Editor's note: News about conservation and the environment is made every day, but some of it can fly under the radar. In a recurring feature, Conservation News shares three stories from the past week that you should know about.
Wildlife officials will begin feeding starving Florida manatees in the midst of a staggering die-off.
The story: It’s been a tough year for Florida manatees. More than 1,000 of the charismatic marine mammals known as “sea cows” died in 2021, making it the deadliest year on record. The cause: pollution and unprecedented algal blooms that have destroyed the seagrass ecosystems manatees depend on for food — particularly in Indian River Lagoon, a 156-mile estuary that manatees use to keep warm during winter months.
Catrin Einhorn reports for the New York Times that federal and state wildlife officials are now rushing to save the threatened Florida manatee through an experimental feeding program, which will provide cabbage and other leafy greens to the starving animals. The move is unprecedented and comes with the inherent risks. Collisions with watercrafts are one of the leading causes of death for manatees, and the feeding program has the potential to further habituate them to boats.

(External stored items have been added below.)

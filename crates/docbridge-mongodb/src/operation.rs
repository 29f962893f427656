//! Operation modes and outcomes
//!
//! Each operation family is a closed enum. The string forms ("single",
//! "all", "delete", ...) are accepted only through `FromStr`/`parse`, which
//! is the one place an unknown mode can be reported.

use bson::Bson;
use docbridge_common::{DocBridgeError, Result};
use serde::Serialize;
use std::str::FromStr;

use crate::record::{to_record, Record, RecordCursor};
use crate::validation::ID_FIELD;

/// Insert mode, as named by string-keyed callers
#[derive(Debug, Clone, Copy, PartialEq, Eq)]
pub enum InsertMode {
    Single,
    Multiple,
}

impl FromStr for InsertMode {
    type Err = DocBridgeError;

    fn from_str(s: &str) -> Result<Self> {
        match s {
            "single" => Ok(InsertMode::Single),
            "multiple" => Ok(InsertMode::Multiple),
            other => Err(DocBridgeError::InvalidArgument(format!(
                "insert mode should be either 'single' or 'multiple', got '{}'",
                other
            ))),
        }
    }
}

/// Records to insert; the variant is the insert mode
#[derive(Debug, Clone, PartialEq)]
pub enum InsertPayload {
    Single(Record),
    Multiple(Vec<Record>),
}

impl InsertPayload {
    /// Single-record payload from a serializable value
    pub fn single_from<T: Serialize>(value: &T) -> Result<Self> {
        Ok(InsertPayload::Single(to_record(value)?))
    }

    /// Multi-record payload from serializable values
    pub fn multiple_from<T: Serialize>(values: &[T]) -> Result<Self> {
        let records = values.iter().map(to_record).collect::<Result<Vec<_>>>()?;
        Ok(InsertPayload::Multiple(records))
    }

    /// Pair a string mode with records, checking that they agree.
    ///
    /// `single` takes exactly one record; `multiple` takes any non-empty list.
    pub fn from_mode(mode: &str, mut records: Vec<Record>) -> Result<Self> {
        match mode.parse::<InsertMode>()? {
            InsertMode::Single if records.len() == 1 => {
                Ok(InsertPayload::Single(records.remove(0)))
            }
            InsertMode::Single => Err(DocBridgeError::InvalidArgument(format!(
                "'single' insert takes exactly one record, got {}",
                records.len()
            ))),
            InsertMode::Multiple => Ok(InsertPayload::Multiple(records)),
        }
    }

    pub fn mode(&self) -> InsertMode {
        match self {
            InsertPayload::Single(_) => InsertMode::Single,
            InsertPayload::Multiple(_) => InsertMode::Multiple,
        }
    }

    /// Number of records in the payload
    pub fn len(&self) -> usize {
        match self {
            InsertPayload::Single(_) => 1,
            InsertPayload::Multiple(records) => records.len(),
        }
    }

    pub fn is_empty(&self) -> bool {
        self.len() == 0
    }
}

/// Read mode
#[derive(Debug, Clone, PartialEq, Eq)]
pub enum ReadMode {
    /// At most one record
    One,
    /// Every record in the collection
    All,
    /// Only the listed fields of every record
    Fields(Vec<String>),
}

impl ReadMode {
    /// Identifiers only, the default field selection
    pub fn ids() -> Self {
        ReadMode::Fields(vec![ID_FIELD.to_string()])
    }

    /// Projected read of the given fields
    pub fn fields<I, S>(fields: I) -> Self
    where
        I: IntoIterator<Item = S>,
        S: Into<String>,
    {
        ReadMode::Fields(fields.into_iter().map(Into::into).collect())
    }

    /// Parse a string mode. `fields` is only consulted for "some", where
    /// `None` means the default identifier-only selection.
    pub fn parse(mode: &str, fields: Option<Vec<String>>) -> Result<Self> {
        match mode {
            "one" => Ok(ReadMode::One),
            "all" => Ok(ReadMode::All),
            "some" => Ok(fields.map(ReadMode::Fields).unwrap_or_else(ReadMode::ids)),
            other => Err(DocBridgeError::InvalidArgument(format!(
                "find method should be either 'one', 'all' or 'some', got '{}'",
                other
            ))),
        }
    }
}

/// Filtered operation
#[derive(Debug, Clone, Copy, PartialEq, Eq)]
pub enum QueryOperation {
    Find,
    Delete,
}

impl FromStr for QueryOperation {
    type Err = DocBridgeError;

    fn from_str(s: &str) -> Result<Self> {
        match s {
            "find" => Ok(QueryOperation::Find),
            "delete" => Ok(QueryOperation::Delete),
            other => Err(DocBridgeError::InvalidArgument(format!(
                "operation should be either 'find' or 'delete', got '{}'",
                other
            ))),
        }
    }
}

/// Result of an insert.
///
/// `Unknown` covers a write the server did not confirm in time and a
/// connection that broke while the write was in flight; either way it may
/// or may not have been applied. Callers that
/// need certainty must check the collection themselves.
#[derive(Debug, Clone)]
pub enum WriteOutcome {
    /// The server acknowledged the write; identifiers in payload order
    Confirmed(Vec<Bson>),
    /// The write was rejected by the server or never sent
    Failed(DocBridgeError),
    /// The write may or may not have been applied
    Unknown(DocBridgeError),
}

impl WriteOutcome {
    pub(crate) fn from_result(result: Result<Vec<Bson>>) -> Self {
        match result {
            Ok(ids) => WriteOutcome::Confirmed(ids),
            Err(e) if e.is_ambiguous() => WriteOutcome::Unknown(e),
            Err(e) => WriteOutcome::Failed(e),
        }
    }

    pub fn is_confirmed(&self) -> bool {
        matches!(self, WriteOutcome::Confirmed(_))
    }

    pub fn is_unknown(&self) -> bool {
        matches!(self, WriteOutcome::Unknown(_))
    }

    /// Inserted identifiers, if the write was confirmed
    pub fn inserted_ids(&self) -> Option<&[Bson]> {
        match self {
            WriteOutcome::Confirmed(ids) => Some(ids),
            _ => None,
        }
    }

    /// Collapse into a `Result`; an unknown outcome becomes its `WriteTimeout` error
    pub fn into_result(self) -> Result<Vec<Bson>> {
        match self {
            WriteOutcome::Confirmed(ids) => Ok(ids),
            WriteOutcome::Failed(e) | WriteOutcome::Unknown(e) => Err(e),
        }
    }
}

/// Result of a read
#[derive(Debug)]
pub enum ReadOutcome {
    /// `ReadMode::One`: the first record, if any
    One(Option<Record>),
    /// `ReadMode::All` / `ReadMode::Fields`: a lazy cursor
    Many(RecordCursor),
}

impl ReadOutcome {
    /// Materialize the outcome as a list of records
    pub async fn into_records(self) -> Result<Vec<Record>> {
        match self {
            ReadOutcome::One(record) => Ok(record.into_iter().collect()),
            ReadOutcome::Many(cursor) => cursor.collect_all().await,
        }
    }
}

/// Result of a filtered operation
#[derive(Debug)]
pub enum QueryOutcome {
    /// Matching records
    Found(RecordCursor),
    /// Number of records removed
    Deleted(u64),
}

impl QueryOutcome {
    pub fn deleted_count(&self) -> Option<u64> {
        match self {
            QueryOutcome::Deleted(n) => Some(*n),
            QueryOutcome::Found(_) => None,
        }
    }

    /// The cursor of a find, or `None` for a delete
    pub fn into_cursor(self) -> Option<RecordCursor> {
        match self {
            QueryOutcome::Found(cursor) => Some(cursor),
            QueryOutcome::Deleted(_) => None,
        }
    }
}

The big picture: The difficult and urgent situation facing Florida’s most iconic marine mammal offers further proof that humans continue to drastically alter the habitats wildlife depend on. “The manatee situation is a symptom,” Duane De Freese, a marine biologist, told the New York Times, describing the current algal blooms as a “tipping point.”
And as climate change brings more severe storms and sea level rise, the environmental issues facing the region are only expected to worsen, exacerbating problems for manatees and other marine life. While feeding these gentle, aquatic giants may offer a short-term fix, lasting solutions are needed to address the severe environmental degradation.
Read more here.
Good news for tropical forests (yes — you read that right).
The story: According to a new study, tropical forests felled by deforestation can bounce back more quickly than scientists previously thought, reports Tik Root for the Washington Post. Scientists currently estimate that 5.5 million hectares (13.5 million acres) of tropical forest — an area more than twice the size of Vermont — is cut down every single year. In a landmark study, nearly 100 authors evaluated data from three continents to find out how quickly these landscapes could rebound.
The answer was surprising: Without human intervention, soil on deforested lands can often recover its fertility in less than a decade and the full, overall biomass of a forest has the potential to return within a century. While this may seem like a long time to us humans — longer than most of us will live — it’s a mere blip on the evolutionary scale of the planet.
The big picture: While there is no equal to old growth forests — which are responsible for storing incredible amounts of climate-altering carbon — establishing younger, second-growth forests in deforested areas is a hugely important part of avoiding the worst climate impacts. Around the world, nearly a billion hectares of degraded land has the potential to be restored right now — without impacting the food security of local communities.
Last year a team of researchers, including Conservation International climate expert Bronson Griscom, set out to discover what would happen if we let deforested lands return back to forests. The result was a global map that pinpoints forest areas with most potential to help humanity combat climate change —as long as we leave them alone. With this information, countries can now identify where forest restoration efforts will provide the highest returns on investment, ensuring long-term carbon capture.
Read more here.
- FURTHER READING: Study maps climate potential of letting forests be
A doomsday monolith is being built to chronicle the climate crisis.
The story: A group of climate activists in Australia are creating what they call Earth’s “black box”— a colossal structure designed to tell the story of the climate crisis to future civilizations, reports Rachel Ramirez for CNN. The stark and brutalist device, which calls to mind any number of imposing science fiction monoliths, will “record every step we take toward this catastrophe," its designers write. Within its steel walls, hundreds of data sets and climate-related conversations will be stored, comprising a “ledger on the health of our planet.”
"We hope it will hold leaders to account and inspire action and reaction in the broader population," Jonathan Kneebone, an artist involved with the project told CNN.
The big picture: While there’s certainly something intriguing about imagining a far-flung, distant society uncovering and internalizing the stories from our climate past — we’re not quite there, yet. There is still hope, and still time to change our climate trajectory.
“We must act now,” says Conservation International scientists Will Turner. “We must dramatically and immediately decarbonize our energy and industry sectors. We must also protect, restore and better manage the planet’s ecosystems. And we need to pursue new technologies that could help remove carbon that’s already in the atmosphere.”
By investing in real, tangible solutions that value and protect nature, we can still stabilize our climate — and negate the need to build a mausoleum dedicated to our failure.